======== Records for this exercise

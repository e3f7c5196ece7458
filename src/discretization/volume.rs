use std::sync::atomic::{AtomicU64, Ordering};

use glam::DVec3;
use rand::Rng;
use rand::SeedableRng;
use rand::rngs::StdRng;
use rand_distr::StandardNormal;
use serde::Serialize;

use super::grid::{GridError, VoxelGrid};

pub const WHITE_MATTER_CONDUCTIVITY: f64 = 0.14;
pub const GRAY_MATTER_CONDUCTIVITY: f64 = 0.33;
pub const CSF_CONDUCTIVITY: f64 = 1.79;
/// Lower bound applied to every voxel [S/m].
pub const CONDUCTIVITY_FLOOR: f64 = 0.01;

const CORE_RADIUS: f64 = 0.2;
const MIXED_RADIUS: f64 = 0.35;
const CORTEX_RADIUS: f64 = 0.45;
const HETEROGENEITY_STD: f64 = 0.1;
const HETEROGENEITY_BOUNDS: (f64, f64) = (0.8, 1.2);

/// Coarse tissue label. Used for generation and display, never by the solver.
#[derive(Debug, Clone, Copy, PartialEq, Eq, Hash, Serialize)]
pub enum TissueClass {
    Csf = 0,
    WhiteMatter = 1,
    GrayMatter = 2,
}

impl TissueClass {
    pub fn base_conductivity(self) -> f64 {
        match self {
            TissueClass::Csf => CSF_CONDUCTIVITY,
            TissueClass::WhiteMatter => WHITE_MATTER_CONDUCTIVITY,
            TissueClass::GrayMatter => GRAY_MATTER_CONDUCTIVITY,
        }
    }
}

/// Identity of a volume instance; the solver cache is keyed on it.
#[derive(Debug, Clone, Copy, PartialEq, Eq, Hash, Serialize)]
pub struct VolumeId(u64);

impl VolumeId {
    fn next() -> Self {
        static NEXT: AtomicU64 = AtomicU64::new(0);
        VolumeId(NEXT.fetch_add(1, Ordering::Relaxed))
    }
}

#[derive(Debug, Clone, Copy)]
pub struct VolumeOptions {
    /// Multiplicative per-voxel noise on non-CSF tissue.
    pub heterogeneity: bool,
}

impl Default for VolumeOptions {
    fn default() -> Self {
        Self {
            heterogeneity: true,
        }
    }
}

#[derive(Debug, Clone, Serialize)]
pub struct ClassStats {
    pub class: TissueClass,
    pub voxels: usize,
    pub mean_conductivity: f64,
}

/// Conductivity distribution of the simulated medium.
///
/// Immutable once built. A different pattern needs a new instance, which also
/// gets a new [`VolumeId`].
#[derive(Debug)]
pub struct ConductivityVolume {
    id: VolumeId,
    grid: VoxelGrid,
    conductivity: Vec<f64>,
    tissue: Vec<TissueClass>,
}

impl ConductivityVolume {
    /// Layered core/shell volume with heterogeneity, reproducible from `seed`.
    pub fn build(dims: [usize; 3], extent: [f64; 3], seed: u64) -> Result<Self, GridError> {
        Self::build_with(dims, extent, seed, VolumeOptions::default())
    }

    pub fn build_with(
        dims: [usize; 3],
        extent: [f64; 3],
        seed: u64,
        options: VolumeOptions,
    ) -> Result<Self, GridError> {
        let grid = VoxelGrid::new(dims, extent)?;
        let mut rng = StdRng::seed_from_u64(seed);
        let mut volume = Self::generate(grid, &mut rng);
        if options.heterogeneity {
            volume.apply_heterogeneity(&mut rng);
        }
        Ok(volume)
    }

    /// Homogeneous medium, every voxel labelled gray matter.
    pub fn uniform(grid: VoxelGrid, sigma: f64) -> Self {
        let n = grid.n_voxels();
        Self::from_values(grid, vec![sigma; n], vec![TissueClass::GrayMatter; n])
    }

    /// Volume from explicit voxel values in flat grid order.
    ///
    /// # Panics
    /// If either vector length differs from the voxel count.
    pub fn from_values(grid: VoxelGrid, conductivity: Vec<f64>, tissue: Vec<TissueClass>) -> Self {
        assert_eq!(conductivity.len(), grid.n_voxels(), "conductivity length");
        assert_eq!(tissue.len(), grid.n_voxels(), "tissue length");
        let conductivity = conductivity
            .into_iter()
            .map(|s| {
                if s.is_nan() {
                    CONDUCTIVITY_FLOOR
                } else {
                    s.max(CONDUCTIVITY_FLOOR)
                }
            })
            .collect();
        Self {
            id: VolumeId::next(),
            grid,
            conductivity,
            tissue,
        }
    }

    /// Radial band assignment around the volume centre.
    fn generate<R: Rng>(grid: VoxelGrid, rng: &mut R) -> Self {
        let n = grid.n_voxels();
        let mut conductivity = Vec::with_capacity(n);
        let mut tissue = Vec::with_capacity(n);
        let [nx, ny, nz] = grid.dims;

        for i in 0..nx {
            for j in 0..ny {
                for k in 0..nz {
                    let r = (DVec3::new(unit(i, nx), unit(j, ny), unit(k, nz))
                        - DVec3::splat(0.5))
                    .length();
                    let class = if r < CORE_RADIUS {
                        TissueClass::WhiteMatter
                    } else if r < MIXED_RADIUS {
                        let gray_probability = (r - CORE_RADIUS) / (MIXED_RADIUS - CORE_RADIUS);
                        if rng.gen_range(0.0..1.0) < gray_probability {
                            TissueClass::GrayMatter
                        } else {
                            TissueClass::WhiteMatter
                        }
                    } else if r < CORTEX_RADIUS {
                        TissueClass::GrayMatter
                    } else {
                        TissueClass::Csf
                    };
                    tissue.push(class);
                    conductivity.push(class.base_conductivity());
                }
            }
        }

        Self {
            id: VolumeId::next(),
            grid,
            conductivity,
            tissue,
        }
    }

    /// Bounded multiplicative noise on tissue voxels, then the positivity floor.
    ///
    /// One factor is drawn for every voxel, CSF included, so the random stream
    /// does not depend on the band layout.
    fn apply_heterogeneity<R: Rng>(&mut self, rng: &mut R) {
        let (lo, hi) = HETEROGENEITY_BOUNDS;
        for (sigma, class) in self.conductivity.iter_mut().zip(&self.tissue) {
            let z: f64 = rng.sample(StandardNormal);
            let factor = (1.0 + HETEROGENEITY_STD * z).clamp(lo, hi);
            if *class != TissueClass::Csf {
                *sigma *= factor;
            }
        }
        for sigma in &mut self.conductivity {
            *sigma = sigma.max(CONDUCTIVITY_FLOOR);
        }
    }

    pub fn id(&self) -> VolumeId {
        self.id
    }

    pub fn grid(&self) -> &VoxelGrid {
        &self.grid
    }

    /// Voxel conductivities in flat grid order [S/m].
    pub fn conductivity(&self) -> &[f64] {
        &self.conductivity
    }

    pub fn tissue_classes(&self) -> &[TissueClass] {
        &self.tissue
    }

    #[inline]
    pub fn sigma(&self, i: usize, j: usize, k: usize) -> f64 {
        self.conductivity[self.grid.idx(i, j, k)]
    }

    /// Conductivity at a physical point (mm); CSF outside the grid.
    pub fn conductivity_at(&self, x: f64, y: f64, z: f64) -> f64 {
        self.grid
            .locate_index(DVec3::new(x, y, z))
            .map_or(CSF_CONDUCTIVITY, |idx| self.conductivity[idx])
    }

    /// Tissue class at a physical point (mm); CSF outside the grid.
    pub fn tissue_class_at(&self, x: f64, y: f64, z: f64) -> TissueClass {
        self.grid
            .locate_index(DVec3::new(x, y, z))
            .map_or(TissueClass::Csf, |idx| self.tissue[idx])
    }

    pub fn coordinates(&self) -> [Vec<f64>; 3] {
        self.grid.coordinates()
    }

    /// Voxel count and mean conductivity of each class present.
    pub fn class_statistics(&self) -> Vec<ClassStats> {
        [
            TissueClass::Csf,
            TissueClass::WhiteMatter,
            TissueClass::GrayMatter,
        ]
        .into_iter()
        .filter_map(|class| {
            let (count, sum) = self
                .tissue
                .iter()
                .zip(&self.conductivity)
                .filter(|(c, _)| **c == class)
                .fold((0usize, 0.0), |(n, s), (_, sigma)| (n + 1, s + sigma));
            (count > 0).then(|| ClassStats {
                class,
                voxels: count,
                mean_conductivity: sum / count as f64,
            })
        })
        .collect()
    }
}

/// Grid-normalised coordinate in `[0, 1]`.
fn unit(i: usize, n: usize) -> f64 {
    if n > 1 { i as f64 / (n - 1) as f64 } else { 0.0 }
}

================

Assigned task
For the data above, count every line in which the string "outside" appears, and answer with the count only.

Problem solution
2